2. The act of 1901, p. 76, fixes the collector’s list of the poll taxes paid as the rule to govern in determining what is the number of electors in the county, in order to ascertain the majority, etc. The legislature could fix any definite and certain number or any definite and certain way of ascertaining the number, as was herein done. This is but an approximation, for there may be many legal voters not found on that list, young men arriving of age within the prescribed time, qualified electors moving from other counties and being in the county the requisite length of time to vote, persons who had paid poll taxes and were accidentally omitted, and possibly others. Yet the collector’s list must be used to govern the ascertainment of the requisite number of qualified voters to be signed to the petition. To illustrate: The collector returns 3,000 electors on his list; then the petition, to become effective, must contain at least 1,000. It might happen that through death and removals there were not 3,000 electors in the county, yet the petition must, under this act, contain 1,000 qualified electors, or it fails. On the other hand, from the causes *274suggested, there may be over 3,000 electors, and yet the petition is effective if it contains 1,000 qualified voters, although all of them may not be upon the list. As the case must be reversed, and questions of this kind are presented, it has been considered necessary to construe this act so that on the trial on the merits of the petition there may be ho error committed.

3. It has been insisted that sections 943 and 945 were, not complied with in regard to the title of the proposed new location.

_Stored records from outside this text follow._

//! Two-way mapping between message kinds and wire ids.
//!
//! A registry is assembled once with [`RegistryBuilder`] and sealed by
//! [`RegistryBuilder::build`]. The sealed [`MessageRegistry`] has no mutating
//! methods, so it can be shared behind an `Arc` by every I/O task without
//! locking.

use crate::error::SetupError;
use crate::message::{DecodeFn, Message, MessageKind, Role};
use std::collections::HashMap;
use std::fmt;

/// One row of a registration table: `(id, kind, decode)`.
pub type Registration<M> = (u8, <M as Message>::Kind, DecodeFn<M>);

/// Mutable registration phase of a [`MessageRegistry`].
pub struct RegistryBuilder<M: Message> {
    decoders: Vec<Option<(M::Kind, DecodeFn<M>)>>,
    ids: HashMap<M::Kind, u8>,
}

impl<M: Message> RegistryBuilder<M> {
    /// Start an empty registry for `M::ROLE`.
    pub fn new() -> Self {
        Self {
            decoders: vec![None; 256],
            ids: HashMap::new(),
        }
    }

    /// Register `kind` under `id`.
    ///
    /// Returns the id on success. Reusing an id or a kind within the role is
    /// a [`SetupError`].
    pub fn register(
        &mut self,
        id: u8,
        kind: M::Kind,
        decode: DecodeFn<M>,
    ) -> Result<u8, SetupError> {
        if let Some((existing, _)) = self.decoders[usize::from(id)] {
            return Err(SetupError::DuplicateId {
                role: M::ROLE,
                id,
                existing: existing.name(),
                kind: kind.name(),
            });
        }
        if let Some(&existing) = self.ids.get(&kind) {
            return Err(SetupError::DuplicateKind {
                role: M::ROLE,
                kind: kind.name(),
                existing,
            });
        }

        self.decoders[usize::from(id)] = Some((kind, decode));
        self.ids.insert(kind, id);
        Ok(id)
    }

    /// Seal the registry.
    ///
    /// Every kind in `M::KINDS` must have been registered, which guarantees
    /// that encoding a message of the set can never hit an unknown kind.
    pub fn build(self) -> Result<MessageRegistry<M>, SetupError> {
        if let Some(missing) = M::KINDS.iter().find(|kind| !self.ids.contains_key(kind)) {
            return Err(SetupError::Unregistered {
                role: M::ROLE,
                kind: missing.name(),
            });
        }

        Ok(MessageRegistry {
            decoders: self.decoders.into_boxed_slice(),
            ids: self.ids,
        })
    }
}

impl<M: Message> Default for RegistryBuilder<M> {
    fn default() -> Self {
        Self::new()
    }
}

/// Sealed, read-only message table for one role.
pub struct MessageRegistry<M: Message> {
    decoders: Box<[Option<(M::Kind, DecodeFn<M>)>]>,
    ids: HashMap<M::Kind, u8>,
}

impl<M: Message> MessageRegistry<M> {
    /// Build a registry from an ordered registration table.
    pub fn from_table(table: &[Registration<M>]) -> Result<Self, SetupError> {
        let mut builder = RegistryBuilder::new();
        for &(id, kind, decode) in table {
            builder.register(id, kind, decode)?;
        }
        builder.build()
    }

    /// Role this registry serves.
    pub fn role(&self) -> Role {
        M::ROLE
    }

    /// Wire id of `message`'s kind.
    pub fn id_for(&self, message: &M) -> Option<u8> {
        self.id_for_kind(message.kind())
    }

    /// Wire id of `kind`.
    pub fn id_for_kind(&self, kind: M::Kind) -> Option<u8> {
        self.ids.get(&kind).copied()
    }

    /// Decode function registered under `id`.
    pub fn decoder_for(&self, id: u8) -> Option<DecodeFn<M>> {
        self.decoders[usize::from(id)].map(|(_, decode)| decode)
    }

    /// Kind registered under `id`.
    pub fn kind_for(&self, id: u8) -> Option<M::Kind> {
        self.decoders[usize::from(id)].map(|(kind, _)| kind)
    }

    /// Registered `(id, kind)` pairs in ascending id order.
    pub fn entries(&self) -> impl Iterator<Item = (u8, M::Kind)> + '_ {
        self.decoders
            .iter()
            .enumerate()
            .filter_map(|(id, entry)| entry.map(|(kind, _)| (id as u8, kind)))
    }

    /// Number of registered kinds.
    pub fn len(&self) -> usize {
        self.ids.len()
    }

    /// Whether nothing is registered.
    pub fn is_empty(&self) -> bool {
        self.ids.is_empty()
    }

    /// Feed the table into a schema hasher.
    pub(crate) fn hash_into(&self, hasher: &mut blake3::Hasher) {
        hasher.update(&[M::ROLE.tag()]);
        for (id, kind) in self.entries() {
            hasher.update(&[id]);
            hasher.update(kind.name().as_bytes());
            hasher.update(&[0]);
        }
    }
}

impl<M: Message> fmt::Debug for MessageRegistry<M> {
    fn fmt(&self, f: &mut fmt::Formatter<'_>) -> fmt::Result {
        f.debug_map()
            .entries(self.entries().map(|(id, kind)| (id, kind.name())))
            .finish()
    }
}

#[cfg(test)]
mod tests {
    use super::*;
    use crate::message::decode_as;
    use crate::protocol::{
        ComputerAction, RequestComputer, ServerboundKind, ServerboundMessage,
    };

    #[test]
    fn duplicate_id_is_setup_error() {
        let mut builder = RegistryBuilder::<ServerboundMessage>::new();
        builder
            .register(
                2,
                ServerboundKind::RequestComputer,
                decode_as::<RequestComputer, _>,
            )
            .expect("first registration");

        let err = builder
            .register(
                2,
                ServerboundKind::ComputerAction,
                decode_as::<ComputerAction, _>,
            )
            .unwrap_err();
        assert_eq!(
            err,
            SetupError::DuplicateId {
                role: Role::Serverbound,
                id: 2,
                existing: "RequestComputer",
                kind: "ComputerAction",
            }
        );
    }

    #[test]
    fn duplicate_kind_is_setup_error() {
        let mut builder = RegistryBuilder::<ServerboundMessage>::new();
        builder
            .register(
                2,
                ServerboundKind::RequestComputer,
                decode_as::<RequestComputer, _>,
            )
            .unwrap();
        let err = builder
            .register(
                9,
                ServerboundKind::RequestComputer,
                decode_as::<RequestComputer, _>,
            )
            .unwrap_err();
        assert!(matches!(err, SetupError::DuplicateKind { existing: 2, .. }));
    }

    #[test]
    fn build_rejects_incomplete_table() {
        let mut builder = RegistryBuilder::<ServerboundMessage>::new();
        builder
            .register(
                2,
                ServerboundKind::RequestComputer,
                decode_as::<RequestComputer, _>,
            )
            .unwrap();
        assert!(matches!(
            builder.build(),
            Err(SetupError::Unregistered { .. })
        ));
    }

    #[test]
    fn lookups_are_two_way() {
        let registry = crate::protocol::serverbound_registry().expect("standard table");
        assert_eq!(registry.role(), Role::Serverbound);
        assert_eq!(
            registry.id_for(&ServerboundMessage::RequestComputer(RequestComputer {})),
            Some(2)
        );
        assert_eq!(
            registry.kind_for(2),
            Some(ServerboundKind::RequestComputer)
        );
        assert!(registry.decoder_for(2).is_some());
        assert!(registry.decoder_for(200).is_none());
        assert_eq!(registry.len(), ServerboundMessage::KINDS.len());
    }
}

That question was not tried in the circuit court, as that court refused to entertain the petition for the reason heretofore set forth, and hence it is not for review here now. Suffice it to say that it will be presumed that on a hearing on the merits the lower court will see that the statutes are complied with.

Reversed and remanded, with directions to hear the petition, and, if it contains of qualified electors more than one-third the number returned by the collector, to grant it and order an election, if all other statutory requirements are fulfilled.